(Dataset items)

________

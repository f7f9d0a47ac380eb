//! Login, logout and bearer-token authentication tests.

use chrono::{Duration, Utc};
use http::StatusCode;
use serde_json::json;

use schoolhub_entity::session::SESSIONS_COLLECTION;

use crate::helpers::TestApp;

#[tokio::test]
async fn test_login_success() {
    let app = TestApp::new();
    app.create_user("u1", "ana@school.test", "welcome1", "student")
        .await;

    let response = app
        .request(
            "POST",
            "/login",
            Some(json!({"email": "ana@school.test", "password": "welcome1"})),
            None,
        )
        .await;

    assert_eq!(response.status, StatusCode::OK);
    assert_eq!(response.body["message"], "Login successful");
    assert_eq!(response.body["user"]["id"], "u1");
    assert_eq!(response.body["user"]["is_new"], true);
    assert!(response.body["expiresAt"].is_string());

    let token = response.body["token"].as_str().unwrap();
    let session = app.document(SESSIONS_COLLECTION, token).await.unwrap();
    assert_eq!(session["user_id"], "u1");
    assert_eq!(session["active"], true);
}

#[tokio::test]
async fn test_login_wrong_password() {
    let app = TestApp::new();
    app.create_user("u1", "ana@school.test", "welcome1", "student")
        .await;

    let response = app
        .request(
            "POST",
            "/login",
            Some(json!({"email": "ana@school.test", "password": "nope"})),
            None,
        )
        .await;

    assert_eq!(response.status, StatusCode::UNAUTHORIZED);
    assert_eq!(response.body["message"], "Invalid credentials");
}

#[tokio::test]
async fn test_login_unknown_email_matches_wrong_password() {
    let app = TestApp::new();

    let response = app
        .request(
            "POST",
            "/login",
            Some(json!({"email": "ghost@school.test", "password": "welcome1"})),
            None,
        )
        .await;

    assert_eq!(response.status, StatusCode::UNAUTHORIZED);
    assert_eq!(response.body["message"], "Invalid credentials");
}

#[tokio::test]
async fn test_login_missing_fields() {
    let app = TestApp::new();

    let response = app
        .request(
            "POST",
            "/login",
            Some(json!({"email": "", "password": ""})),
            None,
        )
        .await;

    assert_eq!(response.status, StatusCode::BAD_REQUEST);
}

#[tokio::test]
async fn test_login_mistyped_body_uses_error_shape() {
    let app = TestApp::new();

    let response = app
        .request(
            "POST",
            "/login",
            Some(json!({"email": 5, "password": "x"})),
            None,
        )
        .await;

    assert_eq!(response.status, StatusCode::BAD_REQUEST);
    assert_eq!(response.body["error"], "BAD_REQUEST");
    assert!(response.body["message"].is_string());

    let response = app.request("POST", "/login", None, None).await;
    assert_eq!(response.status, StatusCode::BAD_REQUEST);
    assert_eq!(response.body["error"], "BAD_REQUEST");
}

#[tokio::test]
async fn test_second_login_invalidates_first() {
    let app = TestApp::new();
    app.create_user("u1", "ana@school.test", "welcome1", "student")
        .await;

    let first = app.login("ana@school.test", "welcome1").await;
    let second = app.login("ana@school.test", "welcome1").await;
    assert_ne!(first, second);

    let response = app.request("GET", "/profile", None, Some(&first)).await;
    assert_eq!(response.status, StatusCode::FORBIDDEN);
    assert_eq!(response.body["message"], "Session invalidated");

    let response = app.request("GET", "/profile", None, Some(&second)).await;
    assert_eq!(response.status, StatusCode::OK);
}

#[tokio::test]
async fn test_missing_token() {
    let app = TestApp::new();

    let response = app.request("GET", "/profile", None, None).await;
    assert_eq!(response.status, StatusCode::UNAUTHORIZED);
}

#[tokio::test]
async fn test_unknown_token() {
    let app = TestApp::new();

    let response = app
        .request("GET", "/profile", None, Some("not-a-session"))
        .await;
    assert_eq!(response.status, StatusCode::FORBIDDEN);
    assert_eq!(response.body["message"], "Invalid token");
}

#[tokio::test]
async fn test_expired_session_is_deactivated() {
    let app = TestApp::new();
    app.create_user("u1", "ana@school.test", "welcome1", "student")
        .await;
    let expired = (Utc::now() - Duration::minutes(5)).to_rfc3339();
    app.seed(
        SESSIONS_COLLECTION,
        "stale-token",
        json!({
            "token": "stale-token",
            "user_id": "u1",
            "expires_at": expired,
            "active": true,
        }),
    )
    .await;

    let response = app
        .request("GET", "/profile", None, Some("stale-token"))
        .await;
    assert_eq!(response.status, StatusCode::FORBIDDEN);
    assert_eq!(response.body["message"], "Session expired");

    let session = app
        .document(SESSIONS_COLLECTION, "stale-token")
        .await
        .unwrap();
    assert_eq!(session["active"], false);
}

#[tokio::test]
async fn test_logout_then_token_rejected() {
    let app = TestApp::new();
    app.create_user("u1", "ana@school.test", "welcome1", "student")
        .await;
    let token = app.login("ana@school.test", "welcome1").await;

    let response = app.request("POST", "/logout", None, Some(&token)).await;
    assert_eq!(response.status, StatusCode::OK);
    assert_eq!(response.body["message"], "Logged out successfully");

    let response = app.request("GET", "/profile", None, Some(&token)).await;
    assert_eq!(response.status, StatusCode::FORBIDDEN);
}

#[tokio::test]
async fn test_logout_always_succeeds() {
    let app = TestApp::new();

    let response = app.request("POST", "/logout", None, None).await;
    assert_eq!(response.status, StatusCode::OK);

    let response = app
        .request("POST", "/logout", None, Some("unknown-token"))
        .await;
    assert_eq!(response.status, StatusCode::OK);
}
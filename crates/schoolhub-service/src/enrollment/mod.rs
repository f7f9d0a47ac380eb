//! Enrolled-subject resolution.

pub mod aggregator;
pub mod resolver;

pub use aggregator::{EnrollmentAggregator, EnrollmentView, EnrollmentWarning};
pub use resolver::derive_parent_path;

________

• **TASK**
Write out every record verbatim.

• **FINAL ANSWER**
repository f7f9d0a47ac380eb
//! Login, logout and bearer-token authentication tests.

use chrono::{Duration, Utc};
use http::StatusCode;
use serde_json::json;

use schoolhub_entity::session::SESSIONS_COLLECTION;

use crate::helpers::TestApp;

#[tokio::test]
async fn test_login_success() {
    let app = TestApp::new();
    app.create_user("u1", "ana@school.test", "welcome1", "student")
        .await;

    let response = app
        .request(
            "POST",
            "/login",
            Some(json!({"email": "ana@school.test", "password": "welcome1"})),
            None,
        )
        .await;

    assert_eq!(response.status, StatusCode::OK);
    assert_eq!(response.body["message"], "Login successful");
    assert_eq!(response.body["user"]["id"], "u1");
    assert_eq!(response.body["user"]["is_new"], true);
    assert!(response.body["expiresAt"].is_string());

    let token = response.body["token"].as_str().unwrap();
    let session = app.document(SESSIONS_COLLECTION, token).await.unwrap();
    assert_eq!(session["user_id"], "u1");
    assert_eq!(session["active"], true);
}

#[tokio::test]
async fn test_login_wrong_password() {
    let app = TestApp::new();
    app.create_user("u1", "ana@school.test", "welcome1", "student")
        .await;

    let response = app
        .request(
            "POST",
            "/login",
            Some(json!({"email": "ana@school.test", "password": "nope"})),
            None,
        )
        .await;

    assert_eq!(response.status, StatusCode::UNAUTHORIZED);
    assert_eq!(response.body["message"], "Invalid credentials");
}

#[tokio::test]
async fn test_login_unknown_email_matches_wrong_password() {
    let app = TestApp::new();

    let response = app
        .request(
            "POST",
            "/login",
            Some(json!({"email": "ghost@school.test", "password": "welcome1"})),
            None,
        )
        .await;

    assert_eq!(response.status, StatusCode::UNAUTHORIZED);
    assert_eq!(response.body["message"], "Invalid credentials");
}

#[tokio::test]
async fn test_login_missing_fields() {
    let app = TestApp::new();

    let response = app
        .request(
            "POST",
            "/login",
            Some(json!({"email": "", "password": ""})),
            None,
        )
        .await;

    assert_eq!(response.status, StatusCode::BAD_REQUEST);
}

#[tokio::test]
async fn test_login_mistyped_body_uses_error_shape() {
    let app = TestApp::new();

    let response = app
        .request(
            "POST",
            "/login",
            Some(json!({"email": 5, "password": "x"})),
            None,
        )
        .await;

    assert_eq!(response.status, StatusCode::BAD_REQUEST);
    assert_eq!(response.body["error"], "BAD_REQUEST");
    assert!(response.body["message"].is_string());

    let response = app.request("POST", "/login", None, None).await;
    assert_eq!(response.status, StatusCode::BAD_REQUEST);
    assert_eq!(response.body["error"], "BAD_REQUEST");
}

#[tokio::test]
async fn test_second_login_invalidates_first() {
    let app = TestApp::new();
    app.create_user("u1", "ana@school.test", "welcome1", "student")
        .await;

    let first = app.login("ana@school.test", "welcome1").await;
    let second = app.login("ana@school.test", "welcome1").await;
    assert_ne!(first, second);

    let response = app.request("GET", "/profile", None, Some(&first)).await;
    assert_eq!(response.status, StatusCode::FORBIDDEN);
    assert_eq!(response.body["message"], "Session invalidated");

    let response = app.request("GET", "/profile", None, Some(&second)).await;
    assert_eq!(response.status, StatusCode::OK);
}

#[tokio::test]
async fn test_missing_token() {
    let app = TestApp::new();

    let response = app.request("GET", "/profile", None, None).await;
    assert_eq!(response.status, StatusCode::UNAUTHORIZED);
}

#[tokio::test]
async fn test_unknown_token() {
    let app = TestApp::new();

    let response = app
        .request("GET", "/profile", None, Some("not-a-session"))
        .await;
    assert_eq!(response.status, StatusCode::FORBIDDEN);
    assert_eq!(response.body["message"], "Invalid token");
}

#[tokio::test]
async fn test_expired_session_is_deactivated() {
    let app = TestApp::new();
    app.create_user("u1", "ana@school.test", "welcome1", "student")
        .await;
    let expired = (Utc::now() - Duration::minutes(5)).to_rfc3339();
    app.seed(
        SESSIONS_COLLECTION,
        "stale-token",
        json!({
            "token": "stale-token",
            "user_id": "u1",
            "expires_at": expired,
            "active": true,
        }),
    )
    .await;

    let response = app
        .request("GET", "/profile", None, Some("stale-token"))
        .await;
    assert_eq!(response.status, StatusCode::FORBIDDEN);
    assert_eq!(response.body["message"], "Session expired");

    let session = app
        .document(SESSIONS_COLLECTION, "stale-token")
        .await
        .unwrap();
    assert_eq!(session["active"], false);
}

#[tokio::test]
async fn test_logout_then_token_rejected() {
    let app = TestApp::new();
    app.create_user("u1", "ana@school.test", "welcome1", "student")
        .await;
    let token = app.login("ana@school.test", "welcome1").await;

    let response = app.request("POST", "/logout", None, Some(&token)).await;
    assert_eq!(response.status, StatusCode::OK);
    assert_eq!(response.body["message"], "Logged out successfully");

    let response = app.request("GET", "/profile", None, Some(&token)).await;
    assert_eq!(response.status, StatusCode::FORBIDDEN);
}

#[tokio::test]
async fn test_logout_always_succeeds() {
    let app = TestApp::new();

    let response = app.request("POST", "/logout", None, None).await;
    assert_eq!(response.status, StatusCode::OK);

    let response = app
        .request("POST", "/logout", None, Some("unknown-token"))
        .await;
    assert_eq!(response.status, StatusCode::OK);
}
filename crates/schoolhub-service/src/enrollment/mod.rs
repository f7f9d0a47ac380eb
//! Enrolled-subject resolution.

pub mod aggregator;
pub mod resolver;

pub use aggregator::{EnrollmentAggregator, EnrollmentView, EnrollmentWarning};
pub use resolver::derive_parent_path;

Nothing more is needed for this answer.